En Génesis 1:26 declara que Dios determina que el hombre sería hecho a imagen y semejanza del grupo del que estaba hablando. Pero, ¿qué sería imagen y semejanza?
En Génesis 5: 3 tenemos que Adán engendró un hijo según su imagen y semejanza.
Y eso nos lleva a una pregunta, qué sería imagen y semejanza. ¿Por qué no solo semejanza y por qué no solo imagen? Incluso parece redundante.

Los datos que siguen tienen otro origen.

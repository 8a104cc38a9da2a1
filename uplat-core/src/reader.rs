//! Directory scan and line-by-line reading of rotated access logs.
//!
//! Failure isolation is per unit of work: a bad line is skipped, an
//! unreadable file is skipped, and only an unreadable input directory
//! aborts the run.

use std::fs::{self, File};
use std::io::{BufRead, BufReader};
use std::path::{Path, PathBuf};

use tracing::{debug, info, warn};

use crate::config::UplatConfig;
use crate::error::UplatError;
use crate::extract::{Extracted, Extractor};
use crate::record::Sample;

/// Counters for one run.
#[derive(Debug, Clone, Default, PartialEq, Eq)]
pub struct ParseStats {
    pub files_read: usize,
    pub lines_read: usize,
    pub samples: usize,
    pub malformed: usize,
    pub incomplete: usize,
}

/// A candidate log file that could not be read.
#[derive(Debug, Clone)]
pub struct SkippedFile {
    pub path: PathBuf,
    pub reason: String,
}

/// Everything gathered from one input directory.
#[derive(Debug, Default)]
pub struct ParseReport {
    /// Samples in encounter order (file order, then line order).
    pub samples: Vec<Sample>,
    pub stats: ParseStats,
    pub skipped_files: Vec<SkippedFile>,
}

/// Reads every `<prefix>*` file in a directory through an [`Extractor`].
#[derive(Debug, Clone)]
pub struct LogReader {
    prefix: String,
    extractor: Extractor,
}

/// List regular files in `dir` whose name starts with `prefix`, in
/// directory enumeration order.
pub fn scan(dir: &Path, prefix: &str) -> Result<Vec<PathBuf>, UplatError> {
    let entries = fs::read_dir(dir).map_err(|source| UplatError::InputDir {
        path: dir.to_path_buf(),
        source,
    })?;

    let mut files = Vec::new();
    for entry in entries {
        let entry = match entry {
            Ok(e) => e,
            Err(e) => {
                warn!(dir = %dir.display(), error = %e, "Skipping unreadable directory entry");
                continue;
            }
        };
        let name = entry.file_name();
        if !name.to_string_lossy().starts_with(prefix) {
            continue;
        }
        let path = entry.path();
        if !path.is_file() {
            debug!(path = %path.display(), "Ignoring non-file match");
            continue;
        }
        files.push(path);
    }
    Ok(files)
}

impl LogReader {
    pub fn new(prefix: impl Into<String>, extractor: Extractor) -> Self {
        Self {
            prefix: prefix.into(),
            extractor,
        }
    }

    pub fn from_config(config: &UplatConfig) -> Self {
        Self::new(
            config.input.prefix.clone(),
            Extractor::new(config.extract.missing_response_time),
        )
    }

    /// Read every matching file in `dir`.
    pub fn read_dir(&self, dir: &Path) -> Result<ParseReport, UplatError> {
        let files = scan(dir, &self.prefix)?;
        info!(dir = %dir.display(), files = files.len(), "Scanning access logs");

        let mut report = ParseReport::default();
        for path in files {
            match self.read_file(&path, &mut report) {
                Ok(()) => report.stats.files_read += 1,
                Err(e) => {
                    warn!(file = %path.display(), error = %e, "Skipping unreadable file");
                    report.skipped_files.push(SkippedFile {
                        path,
                        reason: e.to_string(),
                    });
                }
            }
        }
        Ok(report)
    }

    /// Read one file into `report`. Samples taken before a mid-file read
    /// error stay in the report.
    pub fn read_file(&self, path: &Path, report: &mut ParseReport) -> Result<(), UplatError> {
        let unreadable = |source| UplatError::UnreadableFile {
            path: path.to_path_buf(),
            source,
        };
        let file = File::open(path).map_err(unreadable)?;
        let source = path
            .file_name()
            .map(|n| n.to_string_lossy().into_owned())
            .unwrap_or_else(|| path.display().to_string());
        self.read_lines(&source, BufReader::new(file), report)
            .map_err(unreadable)
    }

    /// Feed each line of `reader` through the extractor. `source` names the
    /// input in diagnostics.
    pub fn read_lines<R: BufRead>(
        &self,
        source: &str,
        reader: R,
        report: &mut ParseReport,
    ) -> std::io::Result<()> {
        for (idx, line) in reader.lines().enumerate() {
            let line = line?;
            let line_no = idx + 1;
            report.stats.lines_read += 1;

            match self.extractor.extract_line(&line) {
                Ok(Extracted::Sample(sample)) => {
                    report.stats.samples += 1;
                    report.samples.push(sample);
                }
                Ok(Extracted::Blank) => {}
                Ok(Extracted::Incomplete(field)) => {
                    report.stats.incomplete += 1;
                    debug!(file = %source, line = line_no, missing = field, "Incomplete record");
                }
                Err(e) => {
                    report.stats.malformed += 1;
                    warn!(
                        file = %source,
                        line = line_no,
                        error = %e,
                        "Skipping malformed line: {}",
                        line.trim()
                    );
                }
            }
        }
        Ok(())
    }
}

#[cfg(test)]
mod tests {
    use super::*;
    use crate::config::MissingResponseTime;
    use std::io::Cursor;

    fn reader() -> LogReader {
        LogReader::new("access.log-", Extractor::default())
    }

    #[test]
    fn read_lines_keeps_encounter_order() {
        let input = concat!(
            r#"{"time_local":"01/Nov/2025:03:35:52 +0800","upstream_response_time":"0.120"}"#,
            "\n",
            r#"{"time_local":"01/Nov/2025:03:35:50 +0800","upstream_response_time":"0.050, 0.200"}"#,
            "\n",
        );
        let mut report = ParseReport::default();
        reader().read_lines("access.log-1", Cursor::new(input), &mut report).unwrap();

        let values: Vec<f64> = report.samples.iter().map(|s| s.response_time).collect();
        assert_eq!(values, vec![0.120, 0.200]);
        assert_eq!(report.stats.lines_read, 2);
        assert_eq!(report.stats.samples, 2);
    }

    #[test]
    fn malformed_lines_do_not_grow_samples() {
        let input = concat!(
            "{not json\n",
            r#"{"time_local":"bad","upstream_response_time":"0.1"}"#,
            "\n",
            r#"{"time_local":"01/Nov/2025:03:35:50 +0800","upstream_response_time":"x"}"#,
            "\n",
            r#"{"time_local":"01/Nov/2025:03:35:50 +0800","upstream_response_time":"0.3"}"#,
            "\n",
        );
        let mut report = ParseReport::default();
        reader().read_lines("access.log-2", Cursor::new(input), &mut report).unwrap();
        assert_eq!(report.stats.malformed, 3);
        assert_eq!(report.samples.len(), 1);
        assert_eq!(report.samples[0].response_time, 0.3);
    }

    #[test]
    fn incomplete_records_are_counted_not_sampled() {
        let input = concat!(
            r#"{"upstream_response_time":"0.3"}"#,
            "\n\n",
            r#"{"time_local":"01/Nov/2025:03:35:50 +0800"}"#,
            "\n",
        );
        let skip = LogReader::new("access.log-", Extractor::new(MissingResponseTime::Skip));
        let mut report = ParseReport::default();
        skip.read_lines("access.log-3", Cursor::new(input), &mut report).unwrap();
        assert_eq!(report.stats.incomplete, 2);
        assert_eq!(report.stats.lines_read, 3);
        assert!(report.samples.is_empty());
    }

    #[test]
    fn invalid_utf8_surfaces_as_io_error() {
        let bytes: &[u8] = b"{\"time_local\":\"\xff\"}\n";
        let mut report = ParseReport::default();
        assert!(reader().read_lines("access.log-4", Cursor::new(bytes), &mut report).is_err());
    }

    #[test]
    fn scan_missing_dir_is_input_dir_error() {
        let err = scan(Path::new("/definitely/not/here"), "access.log-").unwrap_err();
        assert!(matches!(err, UplatError::InputDir { .. }));
    }
}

En Éxodo 20: 4 declara que no se pudo hacer ni la imagen tallada ni la semejanza de Dios. Lo que define la prohibición de representar a Dios, ya sea por imagen o por semejanza. Entonces, una escultura podría representar imagen y semejanza.
En Deuteronomio 4:23 define no hacer ninguna imagen tallada, ni semejanza con nada. Y ahora podemos separar imagen y semejanza.
La imagen es hacer una representación, sea lo que sea, es meramente la producción de una imagen, ya sea a partir de cualquier material.
Pero cuando leemos Romanos 1:23, tenemos el concepto de que la imagen y la semejanza también están vinculadas a conceptos de carácter. Porque dice: Y cambió la gloria del Dios incorruptible en semejanza de imagen de hombre corruptible, de aves, de cuadrúpedos y de reptiles.
De esta manera, la imagen y la semejanza no pueden idealizarse como diferentes en forma y apariencia, ni tampoco pueden separarse de la diferencia.
Porque en Romanos 1:23 define que Dios tiene una gloria en la que no puede morir, mientras que el hombre y los animales son mortales. Así que hay un factor más allá de la forma humana.
Lo que podemos idealizar es que los seres que hablaron en Génesis 1:26 tenían forma humana. Pero Dios tiene algo más, pero puede presentarse en forma humana.
Es difícil comprender la elección de la forma humana. Así como es complicado por qué los hombres tienen la forma que tienen. Pero se observa claramente que hay algo sin forma, que las normas bíblicas determinan que no se parezca a ningún ser.
Lo que genera una dualidad en la que Dios se presenta en forma humana, no se limita a esta forma. Y representarlo en esa limitación, disminuiría la comprensión de la Gloria de Dios.
Por lo tanto, nunca podemos limitar a Dios en forma humana, y nunca podemos decir que Dios no puede presentarse a Sí mismo en forma humana. Lo que solo determina que antes de crear al ser humano, existían seres en forma humana, pero nunca limitando a Dios a esa forma.